Since $\angle BOA = \angle OBA = 30^{\circ}$, By trigonometry, the horizontal and vertical components of the displacement are equal to OAcos30° and ABcos30° respectively.
The total displacement $$\overrightarrow{OB} =(500cos30^{\circ}+500cos30^{\circ})$$
$$\overrightarrow{OB} =(2 \times 500 \times \frac{ \sqrt{3}}{2}$$
$$\overrightarrow{OB} = 500 \sqrt{3}m$$
$$\overrightarrow{OB} = 0.866km$$
because OA = AB , each being 500 m.Thus
The total Path Length after eight turns is 8 ×500 = 4000m
$$\frac{magnitude \ of \ displacement }{Total \ path \ length} = \frac{500 \sqrt{3}}{4000}$$
$$\frac{magnitude \ of \ displacement }{Total \ path \ length} = \frac{\sqrt{3}}{8}$$
3.11 A passenger arriving in a new town wishes to go from the station to a hotel located 10 km away on a straight road from the station. A dishonest cabman takes him along a circuitous path 23 km long and reaches the hotel in 28 min. What is (a) the average speed of the taxi, (b) the magnitude of average velocity ? Are the two equal ?
Solution:
(a) Total distance traveled (S)= 23 km
Total time taken = 28 min
$$T= \frac{28}{60}h$$
So Average speed of the taxi
$$V_{AS}= \frac{S}{T}$$
$$V_{AS} = \frac{23}{\frac{28}{60}}$$
$$V_{AS} = \frac{23 \times 60}{28}$$
$$V_{AS} = \frac{1380}{28}$$
$$V_{AS} = 49.29 m/s$$
(b) Distance between the hotal and the station = Displacement of the car = 10 km
So, Average velocity of the taxi
$$V_{AV} = \frac{D}{T}$$
$$V_{AV}= \frac{10}{\frac{28}{60}}$$
$$V_{AV}=\frac{10 \times 60}{28}$$
$$V_{AV}= \frac{600}{28}$$
$$V_{AV}=21.43km/h$$
Therefore , the two physical quantities (average speed and average velocity) are not equal.

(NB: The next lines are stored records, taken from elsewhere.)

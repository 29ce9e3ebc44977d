//! Payload discovery
//!
//! Only the root directory of the boot volume is searched.

use alloc::string::String;
use alloc::vec::Vec;

use log::{debug, info, warn};

use crate::config::LoaderConfig;
use crate::crypto::{Digest, PayloadHasher};
use crate::error::{LoaderError, Result};
use crate::volume::{read_to_end, BootVolume, PayloadFile};

/// How a payload came to be the one loaded.
#[derive(Debug, Clone, Copy, PartialEq, Eq)]
pub enum Origin {
    /// Only candidate on the volume
    Sole,
    /// Picked by name from a menu
    MultiSelect,
}

/// An encrypted candidate boot image, opened for reading.
pub struct Payload<F> {
    pub name: String,
    pub size: u64,
    pub file: F,
    pub origin: Origin,
}

impl<F> core::fmt::Debug for Payload<F> {
    fn fmt(&self, f: &mut core::fmt::Formatter<'_>) -> core::fmt::Result {
        f.debug_struct("Payload")
            .field("name", &self.name)
            .field("size", &self.size)
            .field("origin", &self.origin)
            .finish()
    }
}

/// Result of listing the volume.
pub enum Classification<F> {
    None,
    Single(Payload<F>),
    Multiple(Vec<Payload<F>>),
}

impl<F> Classification<F> {
    pub fn len(&self) -> usize {
        match self {
            Self::None => 0,
            Self::Single(_) => 1,
            Self::Multiple(list) => list.len(),
        }
    }

    pub fn is_empty(&self) -> bool {
        self.len() == 0
    }

    /// Candidate list, with origins already set.
    pub fn into_candidates(self) -> Vec<Payload<F>> {
        match self {
            Self::None => Vec::new(),
            Self::Single(payload) => alloc::vec![payload],
            Self::Multiple(list) => list,
        }
    }
}

/// Case-insensitive suffix match. The name must be longer than the suffix.
pub fn has_payload_extension(name: &str, extension: &str) -> bool {
    let (name, ext) = (name.as_bytes(), extension.as_bytes());
    name.len() > ext.len() && name[name.len() - ext.len()..].eq_ignore_ascii_case(ext)
}

/// List payload candidates in the volume's root directory.
pub fn discover_payloads<V: BootVolume>(
    volume: &mut V,
    config: &LoaderConfig,
) -> Result<Classification<V::File>> {
    let entries = volume.root_entries()?;
    debug!(
        "scanning {} root entries, up to {} payloads",
        entries.len(),
        config.max_payloads
    );

    let mut found = Vec::new();
    for entry in entries {
        if found.len() >= config.max_payloads {
            warn!("payload limit {} reached, ignoring the rest", config.max_payloads);
            break;
        }
        if entry.is_directory
            || entry.name.len() > config.max_filename_len
            || !has_payload_extension(&entry.name, config.payload_extension)
        {
            continue;
        }

        let mut file = volume.open(&entry.name)?;
        let size = file.size()?;
        info!("discovered '{}' ({} bytes)", entry.name, size);
        found.push(Payload {
            name: entry.name,
            size,
            file,
            origin: Origin::Sole,
        });
    }

    Ok(match found.len() {
        0 => Classification::None,
        1 => Classification::Single(found.remove(0)),
        _ => {
            for payload in found.iter_mut() {
                payload.origin = Origin::MultiSelect;
            }
            Classification::Multiple(found)
        }
    })
}

/// Hash the loader executable for the handoff hints.
///
/// Failure only costs the hint, so it is logged and swallowed.
pub fn loader_digest<V: BootVolume>(
    volume: &mut V,
    config: &LoaderConfig,
    hasher: &dyn PayloadHasher,
) -> Option<Digest> {
    let image = volume
        .open(config.loader_path)
        .and_then(|mut file| read_to_end(&mut file));
    match image {
        Ok(bytes) => Some(hasher.hash(&bytes)),
        Err(err) => {
            warn!("could not hash '{}': {}", config.loader_path, err);
            None
        }
    }
}

/// `NotFound` for an empty classification, the classification otherwise.
pub fn require_payloads<F>(classification: Classification<F>) -> Result<Classification<F>> {
    if classification.is_empty() {
        return Err(LoaderError::NotFound);
    }
    Ok(classification)
}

3.12 The ceiling of a long hall is 25 m high. What is the maximum horizontal distance that a ball thrown with a speed of 40 m/s can go without hitting the ceiling of the hall ?
Solution:
Step 1: - Calculate the value of θ (angle made with horizontal). As per question, a ball is thrown in a hall such that it should not hit the ceiling of the hall and given, the speed of the ball u = 40 m/s
As we know that, in projectile motion, the maximum height reached by a body projected at an angle θ, is given by,
$$H_{max} = \frac{u^{2}sin^{2} \theta}{2g}$$
Substituting the values , we get ,
$$25 = \frac{(40)^{2}sin^{2} \theta}{2 \times 9.8}$$
$$Sin^{2} \theta = \frac{25 \times 2 \times 9.8}{1600}$$
$$Sin^{2} \theta = 0.30625$$
$$sin \theta = \sqrt{0.30625}$$
$$sin \theta = 0.5534$$
$$\theta = sin^{-1}(0.5534) = 33.60^\circ$$
Step 2 - Find horizontal range in projectile motion. As the horizontal range is given by
$$R = \frac{u^{2}sin2 \theta}{g}$$
Substituting the value of u, g and θ , we get
$$R = \frac{40^{2} sin ( 2 × 33.60^\circ)}{9.8}$ $
$$R = \frac{40^{2} sin ( 67.20^\circ)}{9.8}$$
$$R = \frac{1600 \times 0.922}{9.8}$$
$$R= 150.53 m $$
Final Answer: The maximum horizontal distance that a ball thrown, can go without hitting the ceiling of the hall is 150.53 m.
3.13 A cricketer can throw a ball to a maximum horizontal distance of 100 m. How much high above the ground can the cricketer throw the same ball ?
Solution:
Step 1: Find velocity of projection using range of projectile motion.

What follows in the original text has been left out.